Lamb kebabs are loved by everyone, but are especially fun for children. Meat on a stick is so much more exciting than meat on a fork! We snip the pointy ends off with wire clippers to make this a safe meal for everyone. This is also a great go-to for potlucks or barbecues where you’re bringing a dish to share; you can load the sticks full, or with just a couple pieces of meat so that everyone can get a small taste.
1-2 pounds lamb roast (buy lamb roast here)
1 red onion
4 ounces baby portabella mushrooms
For the marinade
1 tablespoon grated fresh horseradish
2 cloves garlic, crushed
2 tablespoons lemon juice
1 teaspoon sea salt
1 tablespoon honey (optional)
8 wooden skewers
Using a butcher knife, cut lamb roast into 1-inch cubes. Place in a bowl. Slice ends off the red onion, cut into quarters and separate into individual layers. Wash mushrooms and remove stems. Discard ends of zucchini and cut into rounds. Place the onion, mushroom caps, zucchini pieces, and marinade ingredients in the bowl with the lamb. Gently stir to distribute marinade evenly, and then cover with plastic wrap and allow to marinade in the fridge for 4 hours or overnight.
Preheat oven to 425 degrees.
Once meat and vegetables are done marinating, thread them onto the skewers in a pleasing pattern, dividing evenly among all the skewers.
Place skewers across a 9×13” baking dish, the sides can be touching if needed.

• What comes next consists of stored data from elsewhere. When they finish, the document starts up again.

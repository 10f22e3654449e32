// vim: tw=80
//! Per-scope settings

/// Settings shared by every handle created through one
/// [`Scope`](crate::Scope).
///
/// # Examples
/// ```
/// # use dynamock::*;
/// let config = Config::default()
///     .history_limit(2)
///     .label_prefix("double");
/// let scope = Scope::with_config(config);
/// assert_eq!(scope.mock_unnamed().label(), "double#1");
/// # scope.teardown().unwrap();
/// ```
#[derive(Clone, Debug)]
pub struct Config {
    pub(crate) history_limit: usize,
    pub(crate) label_prefix: String,
    pub(crate) panic_on_drop: bool,
}

impl Config {
    /// How many recent argument lists each expectation remembers for
    /// failure messages.
    pub fn history_limit(mut self, n: usize) -> Self {
        self.history_limit = n;
        self
    }

    /// Prefix of the labels given to unnamed handles.
    pub fn label_prefix<S: Into<String>>(mut self, prefix: S) -> Self {
        self.label_prefix = prefix.into();
        self
    }

    /// Whether dropping a scope that was never torn down panics when its
    /// expectations are unsatisfied.
    pub fn panic_on_drop(mut self, yes: bool) -> Self {
        self.panic_on_drop = yes;
        self
    }
}

impl Default for Config {
    fn default() -> Self {
        Config {
            history_limit: 8,
            label_prefix: String::from("mock"),
            panic_on_drop: true,
        }
    }
}
// vim: tw=80
//! Call counts are checked at verification, and every violation reports the
//! expected range along with the actual count.
#![deny(warnings)]

use dynamock::*;
use pretty_assertions::assert_eq;

#[test]
fn once_called_once() {
    let guitar = MockHandle::new("guitar");
    guitar.should_receive("name").once().and_return("Deschutes");
    guitar.call("name", args![]).unwrap();
    guitar.verify().unwrap();
    assert_eq!(guitar.state(), HandleState::Verified);
}

#[test]
fn guitar_each_method_called_once() {
    let scope = Scope::new();
    let guitar = scope.mock("guitar");
    guitar.should_receive("name").once().and_return("Deschutes");
    guitar.should_receive("description").once()
        .and_return("Deschutes model Guitar");
    guitar.should_receive("unit_price").once().and_return(2400.00f64);
    assert_eq!(guitar.call_as::<&str>("name", args![]).unwrap(), "Deschutes");
    assert_eq!(guitar.call_as::<&str>("description", args![]).unwrap(),
               "Deschutes model Guitar");
    assert_eq!(guitar.call_as::<f64>("unit_price", args![]).unwrap(), 2400.0);
    scope.teardown().unwrap();
    assert_eq!(guitar.state(), HandleState::Verified);
}

#[test]
fn once_called_twice() {
    let guitar = MockHandle::new("guitar");
    guitar.should_receive("name").once().and_return("Deschutes");
    guitar.call("name", args![]).unwrap();
    guitar.call("name", args![]).unwrap();
    let e = guitar.verify().unwrap_err();
    assert!(e.to_string().contains("guitar: name: expected 1, got 2"));
    assert_eq!(guitar.state(), HandleState::Failed);
}

#[test]
fn once_never_called() {
    let guitar = MockHandle::new("guitar");
    guitar.should_receive("name").once();
    let e = guitar.verify().unwrap_err();
    let v = e.report().unwrap().find("guitar", "name").unwrap();
    assert_eq!(v.actual, 0);
    assert_eq!(v.expected.to_string(), "1");
}

#[test]
fn at_least_once() {
    for n in 1..5 {
        let item = MockHandle::new("item");
        item.should_receive("find").at_least().once();
        for _ in 0..n {
            item.call("find", args![1i32]).unwrap();
        }
        item.verify().unwrap();
    }
}

#[test]
fn at_least_once_never_called() {
    let scope = Scope::new();
    let item = scope.mock("item");
    item.should_receive("find")
        .with(params![1i32])
        .at_least()
        .once();
    match scope.teardown() {
        Err(MockError::VerificationFailed(report)) => {
            assert_eq!(report.violations().len(), 1);
            let v = &report.violations()[0];
            assert_eq!(v.handle, "item");
            assert_eq!(v.method, "find");
            assert_eq!(v.constraint, "(var == 1)");
            assert_eq!(v.actual, 0);
        },
        r => panic!("Unexpected result {r:?}")
    }
}

#[test]
fn at_most_twice() {
    let item = MockHandle::new("item");
    item.should_receive("find").at_most().twice();
    item.verify().unwrap();
    for _ in 0..3 {
        item.call("find", args![]).unwrap();
    }
    let e = item.verify().unwrap_err();
    assert!(e.to_string().contains("item: find: expected at most 2, got 3"));
}

#[test]
fn modifier_applies_to_next_count_only() {
    let item = MockHandle::new("item");
    item.should_receive("find").at_least().once().times(3);
    item.call("find", args![]).unwrap();
    assert!(item.verify().is_err());
}

#[test]
fn never() {
    let item = MockHandle::new("item");
    item.should_not_receive("delete");
    item.verify().unwrap();
    item.call("delete", args![]).unwrap();
    let e = item.verify().unwrap_err();
    assert!(e.to_string().contains("item: delete: expected 0, got 1"));
}

#[test]
fn times_range() {
    let item = MockHandle::new("item");
    item.should_receive("find").times_range(2..4);
    item.call("find", args![]).unwrap();
    assert!(item.verify().is_err());
    item.call("find", args![]).unwrap();
    item.verify().unwrap();
    item.call("find", args![]).unwrap();
    item.verify().unwrap();
    item.call("find", args![]).unwrap();
    let e = item.verify().unwrap_err();
    assert!(e.to_string().contains("expected between 2 and 3, got 4"));
}

#[test]
fn recent_calls_are_reported() {
    let scope = Scope::with_config(Config::default().history_limit(2));
    let item = scope.mock("item");
    item.should_receive("find").once();
    for i in 0..3i32 {
        item.call("find", args![i]).unwrap();
    }
    let e = scope.teardown().unwrap_err();
    let v = e.report().unwrap().find("item", "find").unwrap();
    assert_eq!(v.recent, vec!["(1)".to_owned(), "(2)".to_owned()]);
}

#[test]
fn all_violations_are_aggregated() {
    let scope = Scope::new();
    let guitar = scope.mock("guitar");
    let amp = scope.mock("amp");
    guitar.should_receive("name").once();
    guitar.should_receive("tune").never();
    amp.should_receive("volume").twice();
    guitar.call("tune", args![]).unwrap();
    let e = scope.teardown().unwrap_err();
    let report = e.report().unwrap();
    assert_eq!(report.violations().len(), 3);
    assert!(report.find("guitar", "name").is_some());
    assert!(report.find("guitar", "tune").is_some());
    assert!(report.find("amp", "volume").is_some());
    assert!(e.to_string().starts_with("3 unsatisfied expectation(s):"));
    assert_eq!(guitar.state(), HandleState::Failed);
    assert_eq!(amp.state(), HandleState::Failed);
}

Bake for 25-30 minutes, or until juice runs clear and meat is still a little pink in just the middle.
Cool until comfortable to touch, then use wire cutters to easily snip off the pointy ends before giving them to young children.
Dill and coconut is a delicious creamy combination. Dip your kebabs in this sauce and enjoy all the flavors as they mix together.
½ cup coconut milk (buy coconut milk here)
1 lemon, juiced
1 teaspoon dried dill (buy organic herbs and spices here)
1 teaspoon granulated garlic
½ teaspoon parsley
½ teaspoon sea salt
Instructions: Mix all ingredients. Store any leftover covered in the fridge.